All Lebanese prisoners freed from Israel's jails


Yesterday saw massive festivities in Lebanon to celebrate the release of all Lebanese prisoners from Israel. Sure, there are those who are quick to point out that the price of their release has been enormous, just as quick as Hezbollah leader Nasrallah was quick to point out that the release of all prisoners was the original goal of the July War.

And he made sure the rest of the Arab world knew that it was thanks to Hezbollah they were released. One can only imagine how the average Arab felt when watching a proud Nasrallah saying that resistance is often the only way to get Israel to act, as opposed to diplomacy as is so often suggested by their leaders. Most likely, they would have gotten the implicit message that their leaders are weak whereas Hezbollah was strong.

Still, it requires some mental acrobatic maneuvering to hear Nasrallah claim that this results vindicates Hezbollah for any blame for the July War. Gone are the days back in August 2006 when Nasrallah expressed regret for the ‘unexpected’ harsh Israeli reaction. In the end, the goal justified the means.

Now that all Lebanese prisoners (dead and alive) have been released to Lebanon, this chapter can be closed. There are still some remaining issues, though. Still, hopefully the coming home yesterday of so many Lebanese will contribute to a more solid quiet on our southern front and not the starting shot of yet another round of violence now that Hezbollah can freely revenge Mughnieh.(image)

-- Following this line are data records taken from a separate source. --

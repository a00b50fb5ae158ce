use std::io::{Result, Write};

/// Write adapter that feeds everything passing through into a BLAKE3 hasher.
pub struct HashingForward<'a, W: Write> {
    inner: W,
    hasher: &'a mut blake3::Hasher,
    // Total plaintext bytes that passed through
    pub counted: u64,
}

impl<'a, W: Write> HashingForward<'a, W> {
    pub fn new(inner: W, hasher: &'a mut blake3::Hasher) -> Self {
        Self {
            inner,
            hasher,
            counted: 0,
        }
    }
    pub fn into_inner(self) -> W {
        self.inner
    }
}

impl<'a, W: Write> Write for HashingForward<'a, W> {
    fn write(&mut self, buf: &[u8]) -> Result<usize> {
        let n = self.inner.write(buf)?;
        self.hasher.update(&buf[..n]);
        self.counted += n as u64;
        Ok(n)
    }
    fn flush(&mut self) -> Result<()> {
        self.inner.flush()
    }
}
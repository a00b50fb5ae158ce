use crate::error::{AtaError, Result};
use serde::{Deserialize, Serialize};

#[repr(u8)]
#[derive(Copy, Clone, Debug, PartialEq, Eq, Hash, Serialize, Deserialize)]
#[serde(rename_all = "lowercase")]
pub enum CodecId {
    #[serde(alias = "store")]
    None = 0,
    Zstd = 1,
}

impl CodecId {
    pub fn from_u8(v: u8) -> Result<Self> {
        match v {
            0 => Ok(CodecId::None),
            1 => Ok(CodecId::Zstd),
            other => Err(AtaError::Format(format!("unknown compression id {other}"))),
        }
    }
}

/// Buffer-level compression. Each chunk is coded on its own, so
/// implementations keep no state between calls.
pub trait Codec: Send + Sync {
    fn id(&self) -> CodecId;
    fn encode(&self, src: &[u8], level: i32) -> Result<Vec<u8>>;
    /// Must fail with `CorruptData` unless exactly `expected_len` bytes come out.
    fn decode(&self, src: &[u8], expected_len: usize) -> Result<Vec<u8>>;
}

/// Algorithm plus level; identical for every chunk of an archive.
#[derive(Copy, Clone, Debug, PartialEq, Eq, Serialize, Deserialize)]
pub struct CompressionContext {
    pub codec: CodecId,
    pub level: i32,
}

impl Default for CompressionContext {
    fn default() -> Self {
        Self {
            codec: CodecId::Zstd,
            level: zstdc::DEFAULT_LEVEL,
        }
    }
}

pub fn codec_for(id: CodecId) -> Box<dyn Codec> {
    match id {
        CodecId::None => Box::new(store::Store),
        CodecId::Zstd => Box::new(zstdc::ZstdCodec),
    }
}

pub mod store;
pub mod zstdc;
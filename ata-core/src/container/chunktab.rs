//! Fixed-size chunk descriptor records, as embedded in the manifest.

use crate::crypto::aead::TAG_LEN;
use crate::error::Result;
use crate::util::buf::ByteReader;

/// offset (8) | stored_len (8) | plain_len (8) | tag (16)
pub const ENTRY_SIZE: usize = 40;

#[derive(Debug, Clone, Copy, PartialEq, Eq)]
pub struct ChunkDescriptor {
    /// Archive-wide chunk ordinal; also the nonce counter. Not stored: it is
    /// the chunk's position across all entries in manifest order.
    pub seq: u64,
    /// Absolute container offset of the stored bytes.
    pub offset: u64,
    pub stored_len: u64,
    pub plain_len: u64,
    /// AEAD tag, or a truncated BLAKE3 checksum of the stored bytes when the
    /// archive is not encrypted.
    pub tag: [u8; TAG_LEN],
}

impl ChunkDescriptor {
    pub fn end(&self) -> Option<u64> {
        self.offset.checked_add(self.stored_len)
    }
}

pub fn write_entry(out: &mut Vec<u8>, d: &ChunkDescriptor) {
    out.extend_from_slice(&d.offset.to_le_bytes());
    out.extend_from_slice(&d.stored_len.to_le_bytes());
    out.extend_from_slice(&d.plain_len.to_le_bytes());
    out.extend_from_slice(&d.tag);
}

pub fn read_entry(r: &mut ByteReader<'_>, seq: u64) -> Result<ChunkDescriptor> {
    Ok(ChunkDescriptor {
        seq,
        offset: r.u64_le()?,
        stored_len: r.u64_le()?,
        plain_len: r.u64_le()?,
        tag: r.array()?,
    })
}
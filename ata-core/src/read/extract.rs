//! Verified extraction.
//!
//! Every chunk is authenticated before it is decoded, and a file is only
//! committed to the sink once its size and entry checksum match. Failures are
//! recorded per entry; whether one failure stops the rest is the caller's
//! choice (`FailureMode`).

use crate::container::manifest::{EntryKind, ManifestEntry};
use crate::entry::EntrySink;
use crate::error::{AtaError, Result};
use crate::policy::{FailureMode, Policy};
use crate::read::opened::{ExtractState, Opened};
use crate::sched::{CancelToken, DEFAULT_QUEUE_DEPTH, Scheduler};
use crate::util::hash_forward::HashingForward;
use crate::util::sanitize::EntryPath;
use std::io::{Read, Seek, Write};
use tracing::{debug, info, warn};

#[derive(Clone, Debug)]
pub struct ExtractOptions {
    pub policy: Policy,
    /// Entries to extract; `None` means all of them.
    pub paths: Option<Vec<EntryPath>>,
    /// 0 means one worker per CPU.
    pub workers: usize,
    pub queue_depth: usize,
    pub cancel: CancelToken,
}

impl ExtractOptions {
    /// No `Default`: the failure mode must be chosen.
    pub fn new(failure_mode: FailureMode) -> Self {
        Self {
            policy: Policy::new(failure_mode),
            paths: None,
            workers: 0,
            queue_depth: DEFAULT_QUEUE_DEPTH,
            cancel: CancelToken::new(),
        }
    }

    pub fn with_paths(mut self, paths: Vec<EntryPath>) -> Self {
        self.paths = Some(paths);
        self
    }

    pub fn with_workers(mut self, workers: usize) -> Self {
        self.workers = workers;
        self
    }

    fn scheduler(&self) -> Result<Scheduler> {
        let workers = if self.workers == 0 {
            Scheduler::default_workers()
        } else {
            self.workers
        };
        Scheduler::new(workers, self.queue_depth)
    }
}

#[derive(Debug)]
pub enum EntryOutcome {
    Ok,
    Failed(AtaError),
}

#[derive(Debug)]
pub struct EntryReport {
    pub path: EntryPath,
    /// `None` when the requested path is not in the archive.
    pub kind: Option<EntryKind>,
    pub outcome: EntryOutcome,
}

impl EntryReport {
    pub fn is_ok(&self) -> bool {
        matches!(self.outcome, EntryOutcome::Ok)
    }
}

#[derive(Debug)]
pub struct ExtractReport {
    pub entries: Vec<EntryReport>,
    /// False when the archive's trailer marks it incomplete.
    pub archive_complete: bool,
    /// Whether anything was handed to the sink.
    pub materialized: bool,
}

impl ExtractReport {
    /// Every requested entry verified and the archive is complete.
    pub fn is_success(&self) -> bool {
        self.archive_complete && self.entries.iter().all(EntryReport::is_ok)
    }

    pub fn failures(&self) -> impl Iterator<Item = (&EntryPath, &AtaError)> {
        self.entries.iter().filter_map(|r| match &r.outcome {
            EntryOutcome::Failed(e) => Some((&r.path, e)),
            EntryOutcome::Ok => None,
        })
    }
}

// Errors that end the whole run rather than one entry.
fn is_fatal(e: &AtaError) -> bool {
    matches!(
        e,
        AtaError::Cancelled | AtaError::WorkerPanicked { .. } | AtaError::InvalidState(_)
    )
}

impl<R: Read + Seek> Opened<R> {
    /// Verify and materialize the selected entries into `sink`.
    pub fn extract(
        &mut self,
        sink: &mut dyn EntrySink,
        opts: &ExtractOptions,
    ) -> Result<ExtractReport> {
        self.ensure_usable()?;
        self.transition(ExtractState::Extracting);
        let result = self.extract_inner(sink, opts);
        match &result {
            Ok(_) => self.transition(ExtractState::Closed),
            Err(e) => self.transition(ExtractState::Failed(e.to_string())),
        }
        result
    }

    /// Full verification pass; nothing is materialized.
    pub fn verify(&mut self, opts: &ExtractOptions) -> Result<ExtractReport> {
        self.ensure_usable()?;
        self.transition(ExtractState::Extracting);
        let result = self.run_pass(None, opts);
        match &result {
            Ok(_) => self.transition(ExtractState::Opened),
            Err(e) => self.transition(ExtractState::Failed(e.to_string())),
        }
        result
    }

    fn extract_inner(
        &mut self,
        sink: &mut dyn EntrySink,
        opts: &ExtractOptions,
    ) -> Result<ExtractReport> {
        let all_or_nothing = opts.policy.failure_mode == FailureMode::AllOrNothing;
        if all_or_nothing {
            let check = self.run_pass(None, opts)?;
            if check.entries.iter().any(|r| !r.is_ok()) {
                warn!(
                    failed = check.failures().count(),
                    "verification failed; nothing extracted"
                );
                return Ok(check);
            }
        }
        let result = self.run_pass(Some(&mut *sink), opts);
        let wrote_everything = result
            .as_ref()
            .is_ok_and(|r| r.entries.iter().all(EntryReport::is_ok));
        if all_or_nothing && !wrote_everything {
            warn!("writing failed after verification; removing extracted entries");
            let undone = sink.rollback();
            if let (Err(e), Err(_)) = (&undone, &result) {
                warn!(error = %e, "rollback incomplete");
            }
            let mut report = result?;
            undone?;
            report.materialized = false;
            return Ok(report);
        }
        let report = result?;
        info!(
            entries = report.entries.len(),
            failed = report.failures().count(),
            complete = report.archive_complete,
            "extraction finished"
        );
        Ok(report)
    }

    fn run_pass(
        &mut self,
        mut sink: Option<&mut dyn EntrySink>,
        opts: &ExtractOptions,
    ) -> Result<ExtractReport> {
        let sched = opts.scheduler()?;
        let (picked, missing) = self.select(opts.paths.as_deref());
        let selected: Vec<ManifestEntry> = picked
            .iter()
            .map(|&i| self.manifest().entries[i].clone())
            .collect();

        let mut entries = Vec::with_capacity(selected.len() + missing.len());
        for p in missing {
            warn!(path = %p, "requested entry not in archive");
            entries.push(EntryReport {
                kind: None,
                outcome: EntryOutcome::Failed(AtaError::EntryNotFound(p.to_string())),
                path: p,
            });
        }

        for entry in &selected {
            if opts.cancel.is_cancelled() {
                return Err(AtaError::Cancelled);
            }
            let res = self.process_entry(
                entry,
                sink.as_deref_mut(),
                &opts.policy,
                &sched,
                &opts.cancel,
            );
            let outcome = match res {
                Ok(()) => {
                    debug!(path = %entry.path, kind = entry.kind.as_str(), "entry ok");
                    EntryOutcome::Ok
                }
                Err(e) if is_fatal(&e) => return Err(e),
                Err(e) => {
                    warn!(path = %entry.path, error = %e, "entry failed");
                    EntryOutcome::Failed(e)
                }
            };
            entries.push(EntryReport {
                path: entry.path.clone(),
                kind: Some(entry.kind),
                outcome,
            });
        }

        let materialized = sink.is_some();
        if let Some(s) = sink {
            s.finish()?;
        }
        Ok(ExtractReport {
            entries,
            archive_complete: self.is_complete(),
            materialized,
        })
    }

    fn process_entry(
        &mut self,
        entry: &ManifestEntry,
        sink: Option<&mut (dyn EntrySink + '_)>,
        policy: &Policy,
        sched: &Scheduler,
        cancel: &CancelToken,
    ) -> Result<()> {
        match entry.kind {
            EntryKind::Dir => {
                self.pipeline
                    .entry_digest(entry)
                    .verify(0, &entry.checksum, &entry.path)?;
                match sink {
                    Some(s) => s.directory(entry),
                    None => Ok(()),
                }
            }
            EntryKind::Symlink => {
                let target = entry
                    .link_target
                    .as_deref()
                    .ok_or_else(|| AtaError::Format(format!("symlink {} has no target", entry.path)))?;
                let mut digest = self.pipeline.entry_digest(entry);
                digest.update(target.as_bytes());
                digest.verify(entry.size, &entry.checksum, &entry.path)?;
                if !policy.allow_symlinks {
                    return Err(AtaError::InvalidPath(format!(
                        "symlink {} refused by policy",
                        entry.path
                    )));
                }
                match sink {
                    Some(s) => s.symlink(entry, target),
                    None => Ok(()),
                }
            }
            EntryKind::File => match sink {
                Some(s) => {
                    let mut staged = s.begin_file(entry)?;
                    self.stream_file(entry, &mut staged, sched, cancel)?;
                    staged.commit()
                }
                None => self.stream_file(entry, &mut std::io::sink(), sched, cancel),
            },
        }
    }

    /// Authenticate, decode and write every chunk of `entry` in order, then
    /// check the size and entry checksum. Output written before a failure is
    /// left for the caller to discard.
    pub(super) fn stream_file(
        &mut self,
        entry: &ManifestEntry,
        out: &mut dyn Write,
        sched: &Scheduler,
        cancel: &CancelToken,
    ) -> Result<()> {
        let Self {
            reader, pipeline, ..
        } = self;
        let pipeline = &*pipeline;
        let mut digest = pipeline.entry_digest(entry);
        let written = {
            let mut hw = HashingForward::new(&mut *out, digest.hasher_mut());
            let tasks = entry
                .chunks
                .iter()
                .map(|d| reader.read_stored(d.offset, d.stored_len).map(|b| (d, b)));
            sched.run(
                tasks,
                |(d, stored)| pipeline.open(d, stored),
                |plain: Result<Vec<u8>>| {
                    hw.write_all(&plain?)?;
                    Ok(())
                },
                cancel,
            )?;
            hw.flush()?;
            hw.counted
        };
        if written != entry.size {
            return Err(AtaError::CorruptData(format!(
                "entry {}: produced {written} bytes, expected {}",
                entry.path, entry.size
            )));
        }
        digest.verify(entry.size, &entry.checksum, &entry.path)
    }
}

First Lady's first visit to...Qartaba


If you were the First Lady of Lebanon, where would you have your first public appearance as (incoming) First Lady? That's a no-brainer: Qartaba of course! That quaint little mountain village, dubbed The Bride of Jbeil and already home to so many first-things, was the proud hostess of first lady Wafa Suleiman last weekend, who opened an nargileh place and playing area/swimming pool for kids.

(image) Photo 1: First Lady Wafa Suleiman in Qartaba on July 5, 2008

Her visit can be described as highly efficient as it took less than 30 minutes to attend a few speeches by the locals and to cut the ribbon. Unfortunately Wafa didn't give a speech herself and she left right after the opening ceremony was concluded. But then again, being selected for the first visit is already a huge honor in itself.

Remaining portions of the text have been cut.